## Problem to solve:
Copy out all lines of the records in which the word "Display" appears.

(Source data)
Segment Open
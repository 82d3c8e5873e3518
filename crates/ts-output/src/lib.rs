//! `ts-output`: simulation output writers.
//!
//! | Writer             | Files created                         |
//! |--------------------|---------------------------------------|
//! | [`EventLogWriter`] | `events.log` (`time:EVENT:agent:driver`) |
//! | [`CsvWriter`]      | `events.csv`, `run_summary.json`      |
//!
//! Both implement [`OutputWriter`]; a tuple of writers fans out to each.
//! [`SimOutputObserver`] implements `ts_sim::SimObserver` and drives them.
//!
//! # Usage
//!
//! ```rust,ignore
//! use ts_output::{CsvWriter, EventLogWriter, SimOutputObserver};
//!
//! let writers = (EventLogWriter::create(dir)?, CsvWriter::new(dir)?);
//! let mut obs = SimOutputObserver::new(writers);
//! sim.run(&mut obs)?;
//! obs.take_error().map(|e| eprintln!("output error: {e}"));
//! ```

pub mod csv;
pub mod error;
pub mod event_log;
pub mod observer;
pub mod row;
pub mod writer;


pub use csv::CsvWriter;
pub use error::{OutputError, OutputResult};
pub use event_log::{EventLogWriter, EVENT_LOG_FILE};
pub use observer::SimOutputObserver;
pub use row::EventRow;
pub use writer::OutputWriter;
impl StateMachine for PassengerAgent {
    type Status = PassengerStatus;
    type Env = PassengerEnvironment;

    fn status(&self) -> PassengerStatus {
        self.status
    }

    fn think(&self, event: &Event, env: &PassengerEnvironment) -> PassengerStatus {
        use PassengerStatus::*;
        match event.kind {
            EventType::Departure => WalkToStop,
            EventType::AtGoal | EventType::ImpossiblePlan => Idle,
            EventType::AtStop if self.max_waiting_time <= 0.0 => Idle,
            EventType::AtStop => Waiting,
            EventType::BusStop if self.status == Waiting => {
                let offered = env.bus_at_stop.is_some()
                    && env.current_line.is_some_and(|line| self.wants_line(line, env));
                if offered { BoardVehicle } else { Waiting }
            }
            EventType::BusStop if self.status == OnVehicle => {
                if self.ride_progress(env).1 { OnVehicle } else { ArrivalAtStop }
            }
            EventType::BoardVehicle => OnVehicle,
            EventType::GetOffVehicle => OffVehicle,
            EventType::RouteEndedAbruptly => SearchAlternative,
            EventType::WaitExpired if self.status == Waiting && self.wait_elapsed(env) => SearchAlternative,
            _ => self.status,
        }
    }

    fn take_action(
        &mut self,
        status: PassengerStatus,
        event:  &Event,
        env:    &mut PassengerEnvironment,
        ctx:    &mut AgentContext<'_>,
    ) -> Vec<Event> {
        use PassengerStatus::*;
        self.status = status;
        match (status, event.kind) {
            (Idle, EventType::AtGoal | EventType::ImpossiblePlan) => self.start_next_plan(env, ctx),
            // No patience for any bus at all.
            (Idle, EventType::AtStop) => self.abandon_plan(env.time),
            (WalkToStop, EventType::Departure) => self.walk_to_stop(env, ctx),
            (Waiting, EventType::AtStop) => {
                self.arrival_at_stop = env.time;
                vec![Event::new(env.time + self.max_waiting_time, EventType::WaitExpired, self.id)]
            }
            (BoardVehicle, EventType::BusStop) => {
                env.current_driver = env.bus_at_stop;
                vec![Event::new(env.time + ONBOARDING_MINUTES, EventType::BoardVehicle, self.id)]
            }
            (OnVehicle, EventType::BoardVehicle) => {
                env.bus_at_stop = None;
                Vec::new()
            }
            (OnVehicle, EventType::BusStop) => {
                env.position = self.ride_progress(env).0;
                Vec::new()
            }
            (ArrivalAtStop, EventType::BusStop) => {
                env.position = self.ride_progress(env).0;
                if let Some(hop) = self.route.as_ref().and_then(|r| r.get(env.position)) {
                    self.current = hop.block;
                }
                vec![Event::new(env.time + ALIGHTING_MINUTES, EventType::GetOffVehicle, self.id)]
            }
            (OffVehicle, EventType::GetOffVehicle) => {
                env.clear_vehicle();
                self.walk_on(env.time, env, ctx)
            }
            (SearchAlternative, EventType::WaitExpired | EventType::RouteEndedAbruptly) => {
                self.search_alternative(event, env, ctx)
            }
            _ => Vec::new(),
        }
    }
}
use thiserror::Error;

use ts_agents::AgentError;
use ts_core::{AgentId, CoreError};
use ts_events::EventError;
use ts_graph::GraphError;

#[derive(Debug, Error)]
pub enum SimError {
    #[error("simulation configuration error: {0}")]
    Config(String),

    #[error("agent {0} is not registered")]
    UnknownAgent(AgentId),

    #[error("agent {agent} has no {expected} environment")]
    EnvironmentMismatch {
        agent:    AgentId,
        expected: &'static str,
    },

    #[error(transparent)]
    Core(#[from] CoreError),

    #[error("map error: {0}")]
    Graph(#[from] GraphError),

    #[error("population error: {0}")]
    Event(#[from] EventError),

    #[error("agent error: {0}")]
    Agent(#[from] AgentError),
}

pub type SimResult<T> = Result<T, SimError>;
Segment Closed
Segment Open
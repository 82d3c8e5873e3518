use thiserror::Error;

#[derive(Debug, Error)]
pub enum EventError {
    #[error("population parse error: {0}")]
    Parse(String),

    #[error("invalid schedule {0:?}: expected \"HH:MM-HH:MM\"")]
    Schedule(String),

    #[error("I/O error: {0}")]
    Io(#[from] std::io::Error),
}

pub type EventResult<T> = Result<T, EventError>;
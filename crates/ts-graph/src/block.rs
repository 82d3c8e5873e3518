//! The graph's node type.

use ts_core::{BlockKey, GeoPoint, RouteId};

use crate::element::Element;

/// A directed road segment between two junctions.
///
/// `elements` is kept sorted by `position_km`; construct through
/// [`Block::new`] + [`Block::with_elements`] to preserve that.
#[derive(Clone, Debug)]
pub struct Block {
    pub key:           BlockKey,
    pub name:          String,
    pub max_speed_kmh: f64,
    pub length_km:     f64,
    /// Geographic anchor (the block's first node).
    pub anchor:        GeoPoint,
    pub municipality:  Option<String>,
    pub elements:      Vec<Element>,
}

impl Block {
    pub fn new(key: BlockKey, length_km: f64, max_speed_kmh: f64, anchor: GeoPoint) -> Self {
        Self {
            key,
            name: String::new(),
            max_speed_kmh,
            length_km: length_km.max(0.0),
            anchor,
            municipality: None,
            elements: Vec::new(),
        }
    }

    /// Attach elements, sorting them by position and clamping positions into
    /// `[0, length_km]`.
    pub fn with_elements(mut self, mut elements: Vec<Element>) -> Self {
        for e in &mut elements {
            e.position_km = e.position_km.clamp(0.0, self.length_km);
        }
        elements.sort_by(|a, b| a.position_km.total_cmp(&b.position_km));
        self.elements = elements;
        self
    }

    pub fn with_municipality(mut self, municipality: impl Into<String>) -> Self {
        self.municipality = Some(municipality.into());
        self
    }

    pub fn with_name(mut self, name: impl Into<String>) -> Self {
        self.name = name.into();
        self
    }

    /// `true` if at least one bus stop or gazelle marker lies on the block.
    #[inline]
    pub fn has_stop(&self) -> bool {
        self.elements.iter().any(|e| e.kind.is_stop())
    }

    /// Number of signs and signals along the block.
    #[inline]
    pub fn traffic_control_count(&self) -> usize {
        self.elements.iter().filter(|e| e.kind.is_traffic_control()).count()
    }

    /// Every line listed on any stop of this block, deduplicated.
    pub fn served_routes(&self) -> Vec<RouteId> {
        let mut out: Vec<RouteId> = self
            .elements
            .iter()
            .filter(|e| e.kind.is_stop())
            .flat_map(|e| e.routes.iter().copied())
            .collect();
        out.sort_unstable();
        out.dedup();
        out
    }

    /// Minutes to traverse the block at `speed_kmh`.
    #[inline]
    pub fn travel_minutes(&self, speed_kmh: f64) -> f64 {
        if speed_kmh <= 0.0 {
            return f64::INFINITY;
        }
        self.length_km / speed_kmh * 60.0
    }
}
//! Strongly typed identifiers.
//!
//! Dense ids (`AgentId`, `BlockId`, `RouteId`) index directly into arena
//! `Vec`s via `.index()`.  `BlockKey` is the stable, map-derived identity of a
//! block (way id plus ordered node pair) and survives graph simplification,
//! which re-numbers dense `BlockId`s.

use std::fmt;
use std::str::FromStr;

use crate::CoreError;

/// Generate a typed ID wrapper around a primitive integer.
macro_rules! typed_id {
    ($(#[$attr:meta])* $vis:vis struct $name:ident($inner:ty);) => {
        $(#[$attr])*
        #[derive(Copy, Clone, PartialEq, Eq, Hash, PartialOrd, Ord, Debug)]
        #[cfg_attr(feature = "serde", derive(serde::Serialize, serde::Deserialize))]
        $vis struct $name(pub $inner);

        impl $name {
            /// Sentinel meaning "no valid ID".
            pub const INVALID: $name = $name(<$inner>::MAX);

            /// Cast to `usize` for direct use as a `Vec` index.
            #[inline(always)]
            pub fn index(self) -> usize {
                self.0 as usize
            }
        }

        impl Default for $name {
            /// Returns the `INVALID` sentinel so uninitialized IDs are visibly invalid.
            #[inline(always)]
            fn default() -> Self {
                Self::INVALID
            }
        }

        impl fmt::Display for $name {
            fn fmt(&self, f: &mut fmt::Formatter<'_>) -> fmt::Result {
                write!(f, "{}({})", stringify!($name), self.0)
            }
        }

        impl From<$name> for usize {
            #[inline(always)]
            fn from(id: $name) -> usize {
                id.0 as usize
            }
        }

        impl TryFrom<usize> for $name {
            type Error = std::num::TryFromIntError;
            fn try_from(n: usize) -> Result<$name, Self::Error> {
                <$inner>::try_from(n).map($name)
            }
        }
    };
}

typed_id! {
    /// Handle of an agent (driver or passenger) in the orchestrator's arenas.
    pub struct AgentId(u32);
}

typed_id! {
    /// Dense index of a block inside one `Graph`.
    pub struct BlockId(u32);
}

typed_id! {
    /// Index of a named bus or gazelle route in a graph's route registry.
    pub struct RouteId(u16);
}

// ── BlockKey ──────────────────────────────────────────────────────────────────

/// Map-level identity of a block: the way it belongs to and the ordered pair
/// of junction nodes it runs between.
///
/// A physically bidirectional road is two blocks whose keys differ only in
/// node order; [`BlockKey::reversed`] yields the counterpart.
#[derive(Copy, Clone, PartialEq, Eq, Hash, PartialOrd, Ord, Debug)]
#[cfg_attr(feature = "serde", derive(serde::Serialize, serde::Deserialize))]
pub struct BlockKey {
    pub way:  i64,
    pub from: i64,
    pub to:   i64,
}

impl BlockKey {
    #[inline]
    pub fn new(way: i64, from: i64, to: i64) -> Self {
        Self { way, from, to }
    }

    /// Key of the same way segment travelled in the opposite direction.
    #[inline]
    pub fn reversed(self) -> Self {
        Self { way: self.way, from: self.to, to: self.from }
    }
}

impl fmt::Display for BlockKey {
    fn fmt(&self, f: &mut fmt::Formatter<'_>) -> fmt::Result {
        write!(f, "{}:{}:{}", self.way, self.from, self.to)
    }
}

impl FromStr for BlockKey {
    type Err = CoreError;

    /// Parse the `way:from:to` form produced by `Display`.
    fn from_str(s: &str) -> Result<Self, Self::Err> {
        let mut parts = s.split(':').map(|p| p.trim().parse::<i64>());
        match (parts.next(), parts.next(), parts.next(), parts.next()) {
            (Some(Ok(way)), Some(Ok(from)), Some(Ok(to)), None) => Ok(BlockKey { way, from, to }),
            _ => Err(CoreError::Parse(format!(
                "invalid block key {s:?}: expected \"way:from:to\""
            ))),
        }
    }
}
Segment Closed
## Exercise result:
        impl fmt::Display for $name {
impl fmt::Display for BlockKey {
    /// Parse the `way:from:to` form produced by `Display`.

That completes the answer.